The beehive is a hairstyle in which long hair is piled up in a conical shape on the top of the head and slightly backward pointing, giving some resemblance to the shape of a traditional beehive. It is also known as the B-52 due to a resemblance to the distinctive nose of the Boeing B-52 Strategic Bomber. The 1980s band The B-52's took their name from the hairstyle, which was worn by members Cindy Wilson and Kate Pierson.

==Origin==
It originated as one of a variety of elaborately teased and lacquered versions of "big hair" that developed from earlier pageboy and bouffant styles. It was developed in 1960 by Margaret Vinci Heldt of Elmhurst, Illinois, owner of the Margaret Vinci Coiffures in downtown Chicago, who won the National Coiffure Championship in 1954, and who had been asked by the editors of Modern Beauty Salon magazine to design a new hairstyle that would reflect the coming decade. She originally modeled it on a fez-like hat that she owned.
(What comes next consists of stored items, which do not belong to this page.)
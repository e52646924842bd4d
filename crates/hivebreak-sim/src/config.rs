//! The configuration surface: tunables and room definitions, loaded once at
//! startup and immutable for the session.

use serde::{Deserialize, Serialize};

use hivebreak_common::{RoomId, SimError};

use crate::combat::CombatTuning;
use crate::enemy::EnemyKind;
use crate::input::Vec2;
use crate::npc::NpcKind;
use crate::physics::{Bounds, AABB};
use crate::player::PlayerTuning;
use crate::spawn::{WaveDirector, WaveRule};

/// Definition of a door between rooms.
#[derive(Debug, Clone, PartialEq, Serialize, Deserialize)]
pub struct DoorConfig {
    /// Trigger area in the owning room
    pub trigger: AABB,
    /// Target room
    pub target: RoomId,
    /// Player position in the target room after the transition
    pub entry_point: Vec2,
    /// Key name if the door starts locked
    pub locked_key: Option<String>,
    /// Whether the door requires the room cleared of enemies
    pub requires_clear: bool,
}

/// Definition of a resident NPC.
#[derive(Debug, Clone, PartialEq, Serialize, Deserialize)]
pub struct NpcConfig {
    /// Kind of NPC
    pub kind: NpcKind,
    /// Display name
    pub name: String,
    /// Position in the room
    pub pos: Vec2,
    /// Quest briefing delivered on first interaction, if any
    pub quest: Option<String>,
}

/// An enemy present when the session starts.
#[derive(Debug, Clone, Copy, PartialEq, Serialize, Deserialize)]
pub struct EnemySeed {
    /// Kind of enemy
    pub kind: EnemyKind,
    /// Position in the room
    pub pos: Vec2,
}

/// Definition of one room.
#[derive(Debug, Clone, PartialEq, Serialize, Deserialize)]
pub struct RoomConfig {
    /// Room identity
    pub id: RoomId,
    /// Display name
    pub name: String,
    /// Background asset key
    pub background: String,
    /// Objective text installed on entry
    pub objective: String,
    /// Pickup spawn points
    pub spawn_points: Vec<Vec2>,
    /// Resident NPCs
    pub npcs: Vec<NpcConfig>,
    /// Initial enemies
    pub enemies: Vec<EnemySeed>,
    /// Doors to adjacent rooms
    pub doors: Vec<DoorConfig>,
}

/// Wave pacing tunables.
#[derive(Debug, Clone, PartialEq, Serialize, Deserialize)]
pub struct WaveTuning {
    /// The wave table
    pub rules: Vec<WaveRule>,
    /// Kills between reinforcement waves
    pub spawn_every_kills: u32,
    /// Kills between pickup drops
    pub pickup_every_kills: u32,
    /// Live-enemy cap per room
    pub max_alive_per_room: usize,
    /// Wave size range
    pub batch_size: (u32, u32),
}

impl Default for WaveTuning {
    fn default() -> Self {
        Self {
            rules: WaveDirector::default_rules(),
            spawn_every_kills: 2,
            pickup_every_kills: 5,
            max_alive_per_room: 5,
            batch_size: (1, 3),
        }
    }
}

/// Pickup lifecycle tunables.
#[derive(Debug, Clone, Copy, PartialEq, Eq, Serialize, Deserialize)]
pub struct PickupTuning {
    /// Concurrent active pickup cap
    pub max_active: usize,
    /// Ticks before an unconsumed pickup expires
    pub lifetime_ticks: u32,
}

impl Default for PickupTuning {
    fn default() -> Self {
        Self {
            max_active: 5,
            lifetime_ticks: 1800,
        }
    }
}

/// Complete startup configuration.
#[derive(Debug, Clone, PartialEq, Serialize, Deserialize)]
pub struct GameConfig {
    /// Playable bounds shared by all rooms
    pub bounds: Bounds,
    /// Global sprite/hitbox scale factor
    pub sprite_scale: f32,
    /// Simulation ticks per second (informational; all timers are in ticks)
    pub tick_rate: u32,
    /// Player tuning
    pub player: PlayerTuning,
    /// Combat tuning
    pub combat: CombatTuning,
    /// Wave pacing
    pub waves: WaveTuning,
    /// Pickup lifecycle
    pub pickups: PickupTuning,
    /// Kills required to win
    pub victory_kills: u32,
    /// Room the session starts in
    pub start_room: RoomId,
    /// Player spawn position in the start room
    pub player_spawn: Vec2,
    /// All rooms
    pub rooms: Vec<RoomConfig>,
}

impl GameConfig {
    /// The built-in campaign: a gothic hall, a side chamber, an armory, and a
    /// gated reliquary boss room.
    #[must_use]
    pub fn campaign() -> Self {
        let hall = RoomId::new(0);
        let chamber = RoomId::new(1);
        let armory = RoomId::new(2);
        let reliquary = RoomId::new(3);

        Self {
            bounds: Bounds::new(800.0, 600.0),
            sprite_scale: 1.0,
            tick_rate: 60,
            player: PlayerTuning::default(),
            combat: CombatTuning::default(),
            waves: WaveTuning::default(),
            pickups: PickupTuning::default(),
            victory_kills: 20,
            start_room: hall,
            player_spawn: Vec2::new(400.0, 300.0),
            rooms: vec![
                RoomConfig {
                    id: hall,
                    name: "Main Hall".into(),
                    background: "gothic_hall".into(),
                    objective: "Explore the gothic hall and eliminate the hive threat".into(),
                    spawn_points: vec![
                        Vec2::new(150.0, 150.0),
                        Vec2::new(650.0, 450.0),
                        Vec2::new(400.0, 200.0),
                        Vec2::new(200.0, 400.0),
                    ],
                    npcs: vec![
                        NpcConfig {
                            kind: NpcKind::Soldier,
                            name: "Sergeant Tarkus".into(),
                            pos: Vec2::new(100.0, 300.0),
                            quest: None,
                        },
                        NpcConfig {
                            kind: NpcKind::TechPriest,
                            name: "Magos Drakk".into(),
                            pos: Vec2::new(700.0, 300.0),
                            quest: None,
                        },
                    ],
                    enemies: vec![
                        EnemySeed {
                            kind: EnemyKind::Genestealer,
                            pos: Vec2::new(600.0, 100.0),
                        },
                        EnemySeed {
                            kind: EnemyKind::Warrior,
                            pos: Vec2::new(200.0, 500.0),
                        },
                    ],
                    doors: vec![
                        DoorConfig {
                            trigger: AABB::new(750.0, 250.0, 800.0, 350.0),
                            target: chamber,
                            entry_point: Vec2::new(80.0, 300.0),
                            locked_key: None,
                            requires_clear: false,
                        },
                        DoorConfig {
                            trigger: AABB::new(0.0, 250.0, 50.0, 350.0),
                            target: armory,
                            entry_point: Vec2::new(720.0, 300.0),
                            locked_key: None,
                            requires_clear: false,
                        },
                    ],
                },
                RoomConfig {
                    id: chamber,
                    name: "Side Chamber".into(),
                    background: "gothic_hall".into(),
                    objective: "Clear the side chamber of the infestation".into(),
                    spawn_points: vec![
                        Vec2::new(200.0, 150.0),
                        Vec2::new(600.0, 450.0),
                        Vec2::new(400.0, 500.0),
                    ],
                    npcs: Vec::new(),
                    enemies: vec![
                        EnemySeed {
                            kind: EnemyKind::Carnifex,
                            pos: Vec2::new(400.0, 300.0),
                        },
                        EnemySeed {
                            kind: EnemyKind::Gaunt,
                            pos: Vec2::new(300.0, 200.0),
                        },
                        EnemySeed {
                            kind: EnemyKind::Gaunt,
                            pos: Vec2::new(500.0, 200.0),
                        },
                    ],
                    doors: vec![
                        DoorConfig {
                            trigger: AABB::new(0.0, 250.0, 50.0, 350.0),
                            target: hall,
                            entry_point: Vec2::new(700.0, 300.0),
                            locked_key: None,
                            requires_clear: false,
                        },
                        DoorConfig {
                            trigger: AABB::new(750.0, 250.0, 800.0, 350.0),
                            target: reliquary,
                            entry_point: Vec2::new(80.0, 300.0),
                            locked_key: None,
                            requires_clear: true,
                        },
                    ],
                },
                RoomConfig {
                    id: armory,
                    name: "Armory".into(),
                    background: "gothic_hall".into(),
                    objective: "Speak with the Commissar in the armory".into(),
                    spawn_points: vec![Vec2::new(200.0, 200.0), Vec2::new(600.0, 400.0)],
                    npcs: vec![NpcConfig {
                        kind: NpcKind::Commissar,
                        name: "Commissar Yarrick".into(),
                        pos: Vec2::new(400.0, 300.0),
                        quest: Some(
                            "Drive the hive from the side chamber, then bring the fight \
                             to whatever commands it."
                                .into(),
                        ),
                    }],
                    enemies: Vec::new(),
                    doors: vec![DoorConfig {
                        trigger: AABB::new(750.0, 250.0, 800.0, 350.0),
                        target: hall,
                        entry_point: Vec2::new(80.0, 300.0),
                        locked_key: None,
                        requires_clear: false,
                    }],
                },
                RoomConfig {
                    id: reliquary,
                    name: "Reliquary".into(),
                    background: "gothic_hall".into(),
                    objective: "Slay the Hive Tyrant in the reliquary".into(),
                    spawn_points: vec![Vec2::new(200.0, 150.0), Vec2::new(600.0, 450.0)],
                    npcs: Vec::new(),
                    enemies: vec![EnemySeed {
                        kind: EnemyKind::HiveTyrant,
                        pos: Vec2::new(400.0, 300.0),
                    }],
                    doors: vec![DoorConfig {
                        trigger: AABB::new(0.0, 250.0, 50.0, 350.0),
                        target: chamber,
                        entry_point: Vec2::new(700.0, 300.0),
                        locked_key: None,
                        requires_clear: false,
                    }],
                },
            ],
        }
    }

    /// Parses a configuration from RON text and validates it.
    pub fn from_ron_str(text: &str) -> Result<Self, SimError> {
        let config: Self =
            ron::from_str(text).map_err(|e| SimError::Config(format!("parse error: {e}")))?;
        config.validate()?;
        Ok(config)
    }

    /// Loads a configuration file from disk.
    pub fn load(path: &std::path::Path) -> Result<Self, SimError> {
        let text = std::fs::read_to_string(path)?;
        tracing::info!(path = %path.display(), "configuration loaded");
        Self::from_ron_str(&text)
    }

    /// Serializes the configuration to RON text.
    pub fn to_ron_string(&self) -> Result<String, SimError> {
        ron::ser::to_string_pretty(self, ron::ser::PrettyConfig::default())
            .map_err(|e| SimError::Config(format!("serialize error: {e}")))
    }

    /// Checks structural invariants: at least one room, a valid start room,
    /// no dangling door targets, sane tunables.
    pub fn validate(&self) -> Result<(), SimError> {
        if self.rooms.is_empty() {
            return Err(SimError::Config("no rooms defined".into()));
        }
        if self.sprite_scale <= 0.0 {
            return Err(SimError::Config("sprite_scale must be positive".into()));
        }
        if self.victory_kills == 0 {
            return Err(SimError::Config("victory_kills must be positive".into()));
        }
        let ids: Vec<RoomId> = self.rooms.iter().map(|r| r.id).collect();
        if !ids.contains(&self.start_room) {
            return Err(SimError::Config(format!(
                "start room {:?} is not defined",
                self.start_room
            )));
        }
        for room in &self.rooms {
            if ids.iter().filter(|id| **id == room.id).count() > 1 {
                return Err(SimError::Config(format!(
                    "duplicate room id {:?}",
                    room.id
                )));
            }
            for door in &room.doors {
                if !ids.contains(&door.target) {
                    return Err(SimError::Config(format!(
                        "door in {:?} targets unknown room {:?}",
                        room.id, door.target
                    )));
                }
            }
        }
        Ok(())
    }
}

impl Default for GameConfig {
    fn default() -> Self {
        Self::campaign()
    }
}

#[cfg(test)]
mod tests {
    use super::*;

    #[test]
    fn test_campaign_is_valid() {
        let config = GameConfig::campaign();
        assert!(config.validate().is_ok());
        assert_eq!(config.rooms.len(), 4);
    }

    #[test]
    fn test_campaign_has_boss_room_behind_gate() {
        let config = GameConfig::campaign();
        let chamber = &config.rooms[1];
        assert!(chamber.doors.iter().any(|d| d.requires_clear));

        let reliquary = &config.rooms[3];
        assert!(reliquary.enemies.iter().any(|e| e.kind.is_boss()));
    }

    #[test]
    fn test_ron_round_trip() {
        let config = GameConfig::campaign();
        let text = config.to_ron_string().expect("serialize");
        let parsed = GameConfig::from_ron_str(&text).expect("parse");
        assert_eq!(parsed, config);
    }

    #[test]
    fn test_invalid_ron_is_config_error() {
        let result = GameConfig::from_ron_str("not ron at all {{{");
        assert!(matches!(result, Err(SimError::Config(_))));
    }

    #[test]
    fn test_validate_rejects_empty_rooms() {
        let mut config = GameConfig::campaign();
        config.rooms.clear();
        assert!(config.validate().is_err());
    }

    #[test]
    fn test_validate_rejects_unknown_start_room() {
        let mut config = GameConfig::campaign();
        config.start_room = RoomId::new(99);
        assert!(config.validate().is_err());
    }

    #[test]
    fn test_validate_rejects_dangling_door() {
        let mut config = GameConfig::campaign();
        config.rooms[0].doors[0].target = RoomId::new(99);
        assert!(config.validate().is_err());
    }

    #[test]
    fn test_validate_rejects_duplicate_room_ids() {
        let mut config = GameConfig::campaign();
        let duplicate = config.rooms[0].clone();
        config.rooms.push(duplicate);
        assert!(config.validate().is_err());
    }

    #[test]
    fn test_validate_rejects_zero_scale() {
        let mut config = GameConfig::campaign();
        config.sprite_scale = 0.0;
        assert!(config.validate().is_err());
    }
}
In recognition of her achievement, Cosmetologists Chicago, a trade association with 60,000 members, created a scholarship in Heldt's name for creativity in hairdressing. The beehive style was popular throughout the 1960s, particularly in the United States and other Western countries, and remains an enduring symbol of 1960s kitsch.

Despite inventing the hairstyle, Heldt did not name it: for the final touch in her original design she added a bee-shaped hat pin and from that a reporter for the magazine Modern Beauty Shop (now Modern Salon) "it looks just like a beehive! Do you mind if we call it the beehive?"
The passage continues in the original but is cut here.